Calling Citizen Scientists: You Can Help Find Exoplanets From Your Couch
If you’ve ever wanted to help find an exoplanet, this is your chance. There’s a new open research initiative that invites participants to help identify exoplanets using simple visual pattern matching — and it’s open to anybody who wants to help. You don’t even have to own a telescope.
The project is an open, distributed search for exoplanets, in cooperation with a planet-hunting telescope array called the Next-Generation Transit Survey (NGTS). You can be a seasoned pro-am astronomer with a gigantic Dobsonian on your patio, or you might never have tried to engage in one of these projects before. It doesn’t matter your level of experience; you’re invited.

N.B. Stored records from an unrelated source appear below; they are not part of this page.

impl<'a> Lexer<'a> {
    pub fn new(input: &'a str, file_id: u32) -> Self {
        Self {
            input,
            bytes: input.as_bytes(),
            pos: 0,
            current: Position::start(),
            file_id,
        }
    }

    /// Tokenize the entire input, ending with `EndOfFile`.
    ///
    /// Lexical errors are fatal (§7): malformed input calls
    /// the panic sink and never returns a token for it.
    pub fn tokenize(&mut self) -> Vec<Token> {
        let mut tokens = Vec::new();
        loop {
            let token = self.next_token();
            let is_eof = token.value == TokenKind::EndOfFile;
            tokens.push(token);
            if is_eof {
                break;
            }
        }
        tokens
    }

    fn next_token(&mut self) -> Token {
        self.skip_whitespace_and_comments();

        let start = self.current;
        if self.is_at_end() {
            return TokenUtils::new(TokenKind::EndOfFile, Span::single(start, self.file_id));
        }

        let c = self.current_char();
        let kind = if c.is_ascii_alphabetic() || c == '_' {
            self.scan_identifier_or_keyword()
        } else if c.is_ascii_digit() || (c == '-' && self.peek_char().is_some_and(|n| n.is_ascii_digit())) {
            self.scan_number()
        } else {
            match c {
                '(' => { self.advance(); TokenKind::LParen }
                ')' => { self.advance(); TokenKind::RParen }
                '[' => { self.advance(); TokenKind::LBrack }
                ']' => { self.advance(); TokenKind::RBrack }
                ';' => { self.advance(); TokenKind::Semicolon }
                ',' => { self.advance(); TokenKind::Comma }
                '~' => { self.advance(); TokenKind::Tilde }
                '^' => { self.advance(); TokenKind::Caret }
                '@' => { self.advance(); TokenKind::At }
                '&' => self.scan_two('&', TokenKind::AmpAmp, TokenKind::Amp),
                '|' => self.scan_two('|', TokenKind::PipePipe, TokenKind::Pipe),
                '=' => self.scan_two('=', TokenKind::EqEq, TokenKind::Assign),
                '!' => self.scan_two('=', TokenKind::BangEq, TokenKind::Bang),
                '<' => self.scan_lt(),
                '>' => self.scan_gt(),
                ':' => self.scan_two(':', TokenKind::ColonColon, TokenKind::Colon),
                '.' => {
                    self.advance();
                    if !self.is_at_end() && self.current_char() == '.' && self.peek_char() == Some('.') {
                        self.advance();
                        self.advance();
                        TokenKind::Ellipsis
                    } else {
                        TokenKind::Dot
                    }
                }
                '+' => { self.advance(); TokenKind::Plus }
                '*' => { self.advance(); TokenKind::Star }
                '-' => self.scan_minus(),
                '/' => self.scan_slash(),
                '"' => self.scan_string(),
                '\'' => self.scan_char(),
                other => tea_panic::panic(format!(
                    "unexpected character '{other}'. line {}, column {}",
                    start.line, start.column
                )),
            }
        };

        let span = Span::new(start, self.current, self.file_id);
        TokenUtils::new(kind, span)
    }

    fn skip_whitespace_and_comments(&mut self) {
        loop {
            if self.is_at_end() {
                return;
            }
            match self.current_char() {
                '\n' => self.advance_line(),
                c if c.is_ascii_whitespace() => self.advance(),
                '/' if self.peek_char() == Some('/') => {
                    match memchr::memchr(b'\n', &self.bytes[self.pos..]) {
                        Some(offset) => {
                            for _ in 0..offset {
                                self.advance();
                            }
                        }
                        None => {
                            while !self.is_at_end() {
                                self.advance();
                            }
                        }
                    }
                }
                _ => return,
            }
        }
    }

    fn scan_identifier_or_keyword(&mut self) -> TokenKind {
        let start = self.pos;
        while !self.is_at_end() && (self.current_char().is_ascii_alphanumeric() || self.current_char() == '_') {
            self.advance();
        }
        let text = &self.input[start..self.pos];
        match Keyword::from_text(text) {
            Some(kw) => TokenKind::Keyword(kw),
            None => TokenKind::Identifier(text.to_string()),
        }
    }

    /// Numeric literal scanning (§4.3): a leading `-` attaches
    /// unconditionally whenever it's immediately followed by a digit,
    /// decimal integers, `0x`/`0X` hex integers (no octal-via-leading-zero),
    /// and floats with a mandatory `.digit` and optional trailing `f`/`F`.
    fn scan_number(&mut self) -> TokenKind {
        let start = self.pos;
        let start_pos = self.current;
        if self.current_char() == '-' {
            self.advance();
        }

        while !self.is_at_end() && self.current_char().is_ascii_digit() {
            self.advance();
        }

        if self.bytes[start] == b'0'
            && self.pos == start + 1
            && !self.is_at_end()
            && matches!(self.current_char(), 'x' | 'X')
        {
            self.advance();
            while !self.is_at_end() && self.current_char().is_ascii_hexdigit() {
                self.advance();
            }
            let text = &self.input[start..self.pos];
            let digits = &text[text.find(['x', 'X']).unwrap() + 1..];
            let magnitude = i64::from_str_radix(digits, 16).unwrap_or_else(|_| {
                tea_panic::panic(format!(
                    "invalid hex literal '{text}'. line {}, column {}",
                    start_pos.line, start_pos.column
                ))
            });
            return TokenKind::Int(magnitude);
        }

        let mut has_dot = false;
        if !self.is_at_end() && self.current_char() == '.' && self.peek_char().is_some_and(|c| c.is_ascii_digit()) {
            has_dot = true;
            self.advance();
            while !self.is_at_end() && self.current_char().is_ascii_digit() {
                self.advance();
            }
        }

        let mut is_float = false;
        if has_dot && !self.is_at_end() && matches!(self.current_char(), 'f' | 'F') {
            is_float = true;
            self.advance();
        }

        let digits_end = if is_float { self.pos - 1 } else { self.pos };
        let text = &self.input[start..digits_end];

        if has_dot {
            if is_float {
                TokenKind::Float(text.to_string())
            } else {
                TokenKind::Double(text.to_string())
            }
        } else {
            let value = text.parse::<i64>().unwrap_or_else(|_| {
                tea_panic::panic(format!(
                    "invalid integer literal '{text}'. line {}, column {}",
                    start_pos.line, start_pos.column
                ))
            });
            TokenKind::Int(value)
        }
    }

    fn scan_string(&mut self) -> TokenKind {
        let start_pos = self.current;
        self.advance();
        let mut value = String::new();
        loop {
            if self.is_at_end() {
                tea_panic::panic(format!(
                    "unterminated string. line {}, column {}",
                    start_pos.line, start_pos.column
                ));
            }
            let c = self.current_char();
            if c == '"' {
                break;
            }
            if c == '\\' {
                value.push(self.unescape(start_pos) as char);
                continue;
            }
            if c == '\n' {
                self.advance_line();
            } else {
                self.advance();
            }
            value.push(c);
        }
        self.advance();
        TokenKind::StringLit(value)
    }

    fn scan_char(&mut self) -> TokenKind {
        let start_pos = self.current;
        self.advance();
        if self.is_at_end() {
            tea_panic::panic(format!(
                "unterminated char. line {}, column {}",
                start_pos.line, start_pos.column
            ));
        }
        let value = if self.current_char() == '\\' {
            self.unescape(start_pos)
        } else {
            let c = self.current_char();
            self.advance();
            c as u8
        };
        if self.is_at_end() || self.current_char() != '\'' {
            tea_panic::panic(format!(
                "bad char literal. line {}, column {}",
                start_pos.line, start_pos.column
            ));
        }
        self.advance();
        TokenKind::CharLit(value)
    }

    /// C-style escape: single-char escapes, `\NNN` octal (up to 3 digits),
    /// `\xHH…` hex. Called with the cursor on the backslash.
    fn unescape(&mut self, start_pos: Position) -> u8 {
        self.advance(); // consume '\\'
        if self.is_at_end() {
            tea_panic::panic(format!(
                "unterminated escape. line {}, column {}",
                start_pos.line, start_pos.column
            ));
        }
        let c = self.current_char();
        match c {
            'n' => { self.advance(); b'\n' }
            'r' => { self.advance(); b'\r' }
            't' => { self.advance(); b'\t' }
            'v' => { self.advance(); 0x0b }
            'f' => { self.advance(); 0x0c }
            'b' => { self.advance(); 0x08 }
            'a' => { self.advance(); 0x07 }
            '\\' => { self.advance(); b'\\' }
            '\'' => { self.advance(); b'\'' }
            '"' => { self.advance(); b'"' }
            '0'..='7' => {
                let mut value: u32 = 0;
                let mut count = 0;
                while count < 3 && !self.is_at_end() && matches!(self.current_char(), '0'..='7') {
                    value = (value << 3) | (self.current_char() as u32 - '0' as u32);
                    self.advance();
                    count += 1;
                }
                value as u8
            }
            'x' => {
                self.advance();
                let mut value: u32 = 0;
                if self.is_at_end() || !self.current_char().is_ascii_hexdigit() {
                    tea_panic::panic(format!(
                        "bad hex escape. line {}, column {}",
                        start_pos.line, start_pos.column
                    ));
                }
                while !self.is_at_end() && self.current_char().is_ascii_hexdigit() {
                    value = (value << 4) | self.current_char().to_digit(16).unwrap();
                    self.advance();
                }
                value as u8
            }
            other => {
                self.advance();
                other as u8
            }
        }
    }

    fn scan_two(&mut self, second: char, two: TokenKind, one: TokenKind) -> TokenKind {
        self.advance();
        if !self.is_at_end() && self.current_char() == second {
            self.advance();
            two
        } else {
            one
        }
    }

    fn scan_lt(&mut self) -> TokenKind {
        self.advance();
        match self.current_char_opt() {
            Some('=') => { self.advance(); TokenKind::LtEq }
            Some('<') => { self.advance(); TokenKind::LtLt }
            _ => TokenKind::Lt,
        }
    }

    fn scan_gt(&mut self) -> TokenKind {
        self.advance();
        match self.current_char_opt() {
            Some('=') => { self.advance(); TokenKind::GtEq }
            Some('>') => { self.advance(); TokenKind::GtGt }
            _ => TokenKind::Gt,
        }
    }

    fn scan_minus(&mut self) -> TokenKind {
        self.advance();
        if !self.is_at_end() && self.current_char() == '>' {
            self.advance();
            TokenKind::Arrow
        } else {
            TokenKind::Minus
        }
    }

    fn scan_slash(&mut self) -> TokenKind {
        // `//` comments are stripped in `skip_whitespace_and_comments`; a
        // bare `/` reaching here is always division.
        self.advance();
        TokenKind::Slash
    }

    fn current_char_opt(&self) -> Option<char> {
        if self.is_at_end() {
            None
        } else {
            Some(self.current_char())
        }
    }

    fn current_char(&self) -> char {
        self.bytes[self.pos] as char
    }

    fn peek_char(&self) -> Option<char> {
        self.bytes.get(self.pos + 1).map(|&b| b as char)
    }

    fn advance(&mut self) {
        if !self.is_at_end() {
            self.pos += 1;
            self.current.column += 1;
            self.current.offset = self.pos as u32;
        }
    }

    fn advance_line(&mut self) {
        if !self.is_at_end() {
            self.pos += 1;
            self.current.line += 1;
            self.current.column = 1;
            self.current.offset = self.pos as u32;
        }
    }

    fn is_at_end(&self) -> bool {
        self.pos >= self.bytes.len()
    }
}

What they need is help identifying the dip in a star’s brightness when a planet transits in front of it. To do this, participants visually compare images to see whether there is a characteristic shape to the “light curve” of a star’s brightness over time. If the pattern is recognized, it’s tagged for further analysis.
The stars identified as having transiting planets are rare to begin with, because these planets’ orbits have to be precisely edge-on toward us. As a transiting planet swoops around between us and its star, the speed, shape, and eccentricity of the planet’s orbit all impact the rate at which it occludes the parent star’s light. In a sense, transits are like an eclipse, only the blip in a star’s brightness is much smaller because stars are so large.
So far, transit hunting is our most successful way of finding planets outside our solar system. You may remember that NGTS isn’t the only major array using the transit method. TESS also searches for transiting planets, much like Kepler.
Planets orbiting their stars should be as regular as clockwork — but there are things that can influence a star’s brightness as seen by our telescopes.
There’s also the problem of sunspots. Our sun has a whole sunspot cycle, with periods of increased and decreased sunspot activity. Because it oscillates between those two states, an observer at a high or low point in the cycle might not get a representative sample of our sun’s activity. We’ve seen this happen on other stars too. For example, the case of the asymmetrical dimming and subsequent brightening of Betelgeuse from October 2019 through February 2020. A mammoth gas expulsion that dimmed the star and disturbed a relatively large percentage of the star’s surface was determined to be the reason for the weird visuals we saw.
Our own atmosphere is another problem. Like other earthly telescopes, NGTS has to deal with the same atmosphere that makes stars twinkle to the naked eye. This is why the twelve telescopes that make up the NGTS array are installed at the ESO’s Paranal observatory. It sits in its aerie in the Chilean Andes, next to the Atacama desert. It’s so dry, and it lies at such an altitude, that it’s as close to space as you can get without actually putting the whole observatory in orbit.
The imaging frequency of NGTS is slower than TESS or Kepler. There’s also intermittent downtime. That’s important because participants are asked to decide two things: whether a given dip in a brightness curve is more like a U, a V, or a flat bottom, and whether a pattern of dips is regular enough to be an orbital transit. Fewer data points makes it tougher to get an accurate sense of a trend. If the image capture and the transit interval were timed just right, the camera could miss a transit every time. This is one place where machines just haven’t quite caught up with humans.